The motto for the fund-raising initiative on behalf of the nation’s historically black colleges and universities (HBCUs) is a clarion call to action ­– “A mind is a terrible thing to waste.” But its noble appeal gets a thorough and disturbing airing in Stanley Nelson’s documentary Tell Them We Are Rising: The Story of Black Colleges and Universities (Monday, 9 p.m. ET on PBS, check local listings).

Consider this: Planters and, by extension, legislatures, made it illegal to teach enslaved persons to read. Once emancipation was law, those formerly held in bondage were apportioned only substandard schools, stocked with outdated materials and insufficient resources. Some of the schools that succeeded despite all odds were destroyed by racist terrorists who sought to restore ways of the defeated Confederacy. And, lastly, the deeply flawed and blatantly flimsy legal doctrine of separate but equal was finally declared illegal by the 1954 decision in Brown v. Board of Education.

The run-up to that historic decision was bloody, ugly and a runaway waste of millions of the minds that survived and worked through the horrors of slavery.

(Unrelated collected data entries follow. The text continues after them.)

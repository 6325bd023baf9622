//! Upload endpoints: multipart storage, directory listing, removal and
//! forced download of stored files

use axum::{
    body::Body,
    extract::{DefaultBodyLimit, Path, Query, State},
    http::header,
    response::{IntoResponse, Response},
    routing::{delete, get, post},
    Json, Router,
};
use axum_extra::extract::{Multipart, WithRejection};
use tokio_util::io::ReaderStream;

use crate::{
    error::{AppError, AppResult},
    models::{
        upload::{FileEntry, FileListQuery, UploadedFile},
        ApiResponse,
    },
    services::uploads::IncomingFile,
    AppState,
};

/// Multipart form content: the `file` part and the optional `type` text part
struct UploadForm {
    file: Option<IncomingFile>,
    kind: Option<String>,
}

impl UploadForm {
    async fn read(mut multipart: Multipart) -> AppResult<Self> {
        let mut form = UploadForm {
            file: None,
            kind: None,
        };

        while let Some(field) = multipart.next_field().await? {
            let name = field.name().unwrap_or_default().to_string();
            match name.as_str() {
                "file" => {
                    let original_name = field.file_name().unwrap_or("file").to_string();
                    let content_type = field
                        .content_type()
                        .unwrap_or("application/octet-stream")
                        .to_string();
                    let data = field.bytes().await?.to_vec();
                    form.file = Some(IncomingFile {
                        original_name,
                        content_type,
                        data,
                    });
                }
                "type" => form.kind = Some(field.text().await?),
                _ => {}
            }
        }

        Ok(form)
    }

    fn into_parts(self, missing: &str) -> AppResult<(Option<String>, IncomingFile)> {
        let file = self
            .file
            .ok_or_else(|| AppError::Validation(missing.to_string()))?;
        Ok((self.kind, file))
    }
}

/// Upload a content file for a multimedia type
#[utoipa::path(
    post,
    path = "/uploads/file",
    tag = "uploads",
    request_body(content = Vec<u8>, content_type = "multipart/form-data", description = "`file` part and `type` field"),
    responses(
        (status = 200, description = "File stored", body = UploadedFile),
        (status = 400, description = "Missing file or type, disallowed MIME type or too large", body = crate::error::ErrorResponse)
    )
)]
pub async fn upload_file(
    State(state): State<AppState>,
    multipart: Multipart,
) -> AppResult<Json<ApiResponse<UploadedFile>>> {
    let (kind, file) = UploadForm::read(multipart)
        .await?
        .into_parts("No file received")?;
    let stored = state
        .services
        .uploads
        .store_file(kind.as_deref(), file)
        .await?;
    Ok(Json(ApiResponse::ok("File uploaded", stored)))
}

/// Upload a thumbnail, or a preview image with `type=preview`
#[utoipa::path(
    post,
    path = "/uploads/thumbnail",
    tag = "uploads",
    request_body(content = Vec<u8>, content_type = "multipart/form-data", description = "`file` image part and optional `type` field"),
    responses(
        (status = 200, description = "Image stored", body = UploadedFile),
        (status = 400, description = "Missing or non-image file", body = crate::error::ErrorResponse)
    )
)]
pub async fn upload_thumbnail(
    State(state): State<AppState>,
    multipart: Multipart,
) -> AppResult<Json<ApiResponse<UploadedFile>>> {
    let (kind, file) = UploadForm::read(multipart)
        .await?
        .into_parts("No image received")?;
    let stored = state
        .services
        .uploads
        .store_thumbnail(kind.as_deref(), file)
        .await?;
    Ok(Json(ApiResponse::ok("Image uploaded", stored)))
}

/// Directory tree of stored files
#[utoipa::path(
    get,
    path = "/uploads/files",
    tag = "uploads",
    params(FileListQuery),
    responses(
        (status = 200, description = "Directory tree"),
        (status = 403, description = "Folder outside the upload root", body = crate::error::ErrorResponse)
    )
)]
pub async fn list_files(
    State(state): State<AppState>,
    WithRejection(Query(query), _): WithRejection<Query<FileListQuery>, AppError>,
) -> AppResult<Json<ApiResponse<Vec<FileEntry>>>> {
    let entries = state.services.uploads.list(query.kind.as_deref()).await?;
    Ok(Json(ApiResponse::ok("Files retrieved", entries)))
}

#[utoipa::path(
    delete,
    path = "/uploads/files/{filepath}",
    tag = "uploads",
    params(("filepath" = String, Path, description = "Path relative to the upload root")),
    responses(
        (status = 200, description = "File deleted"),
        (status = 403, description = "Path outside the upload root", body = crate::error::ErrorResponse),
        (status = 404, description = "File not found", body = crate::error::ErrorResponse)
    )
)]
pub async fn delete_file(
    State(state): State<AppState>,
    WithRejection(Path(filepath), _): WithRejection<Path<String>, AppError>,
) -> AppResult<Json<ApiResponse<String>>> {
    state.services.uploads.delete(&filepath).await?;
    Ok(Json(ApiResponse::ok("File deleted", filepath)))
}

/// Stream a stored file as an attachment
#[utoipa::path(
    get,
    path = "/uploads/download/{type}/{format}/{filename}",
    tag = "uploads",
    params(
        ("type" = String, Path, description = "Upload folder, e.g. video"),
        ("format" = String, Path, description = "Extension folder, e.g. mp4"),
        ("filename" = String, Path, description = "Stored file name"),
    ),
    responses(
        (status = 200, description = "File content", content_type = "application/octet-stream"),
        (status = 404, description = "File not found", body = crate::error::ErrorResponse)
    )
)]
pub async fn download(
    State(state): State<AppState>,
    WithRejection(Path((kind, format, filename)), _): WithRejection<
        Path<(String, String, String)>,
        AppError,
    >,
) -> AppResult<Response> {
    let path = state
        .services
        .uploads
        .download_path(&kind, &format, &filename)
        .await?;
    let file = tokio::fs::File::open(&path).await?;
    let size = file.metadata().await?.len();

    Ok(attachment(&filename, size, Body::from_stream(ReaderStream::new(file))))
}

/// Forced-download response around an already opened body
fn attachment(filename: &str, size: u64, body: Body) -> Response {
    let headers = [
        (header::CONTENT_TYPE, "application/octet-stream".to_string()),
        (header::CONTENT_LENGTH, size.to_string()),
        (
            header::CONTENT_DISPOSITION,
            format!("attachment; filename=\"{}\"", filename.replace('"', "")),
        ),
    ];
    (headers, body).into_response()
}

/// Upload routes; `max_body` bounds multipart bodies
pub fn router(max_body: usize) -> Router<AppState> {
    Router::new()
        .route("/file", post(upload_file))
        .route("/thumbnail", post(upload_thumbnail))
        .route("/files", get(list_files))
        .route("/files/*filepath", delete(delete_file))
        .route("/download/:type/:format/:filename", get(download))
        .layer(DefaultBodyLimit::max(max_body))
}
//! Coalición content management server
//!
//! REST JSON API over PostgreSQL for the publications, news, multimedia,
//! events, electoral guides, fact-checking verifiers and categories of an
//! electoral transparency coalition, plus local file uploads.

use std::sync::Arc;

pub mod api;
pub mod config;
pub mod error;
pub mod models;
pub mod repository;
pub mod services;

pub use config::AppConfig;
pub use error::{AppError, AppResult};

/// Application state shared across all handlers
#[derive(Clone)]
pub struct AppState {
    pub config: Arc<AppConfig>,
    pub services: Arc<services::Services>,
}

This second installment in Nelson’s three-part documentary series on black history, titled America Revisited, should be a stunning eye-opener for audiences who haven’t delved into the history of attempts by African Americans to gain an equal education. And some black history heroes, notably Booker T. Washington, get scuffed and revealed as deeply flawed when Nelson peels back the complex layers of black history in education.

For example, Booker T. Washington was once enslaved and thirsted for knowledge so deeply that one of his writings described his being kept outside a schoolhouse as “Getting into that schoolhouse would be like getting into paradise.” Who could imagine that this enslaved child would grow into an educated man who advocated that African Americans be taught “the manual arts” and not the perceived frivolous intellectual pursuits sought by W.E.B. DuBois? A rudimentary education was acceptable to planters and even industrialists as long as those educated minds did not focus on the larger picture of self-determination.

Nelson uses exquisite images that show the profound pride of school children from poses outside one-room schools to the halls of the more than 80 colleges that blossomed in the late 19th century. And his documentary eye captured the cruel juxtaposition of wretched tenant farmers and polished students proudly posing as they sought educations that would not keep them down on the farm. It was not an easy road. Between 1866 and 1872, Nelson documents, about 20,000 people were killed (black and white) in response to educating persons who were formerly enslaved.

The beautiful class portraits speak to the pride and the purpose that African Americans invested in education. The documentary title is taken from a question of freed persons’ status, raised by a Union Army general who was headed back North. Nelson documents that 13-year-old Richard Robert Wright “rose and said ‘Tell them that we are rising.’”

Those words guide the documentary from precious and rare photos to archival news film of modern civil rights protests. The young man’s words also stand as a milepost for a journey that is incomplete.

Booker T. Washington’s yearning for paradise turned into a limited vision of African-Americans’ potential, signaled nationally by his speech to the 1895 Cotton States and International Exposition in Atlanta. That man whose own rise from slavery made him a hero among African Americans told a mostly white crowd (which, Nelson documents, received him rudely) that separation by race was functional. By the end of his speech, Washington was the toast of white America.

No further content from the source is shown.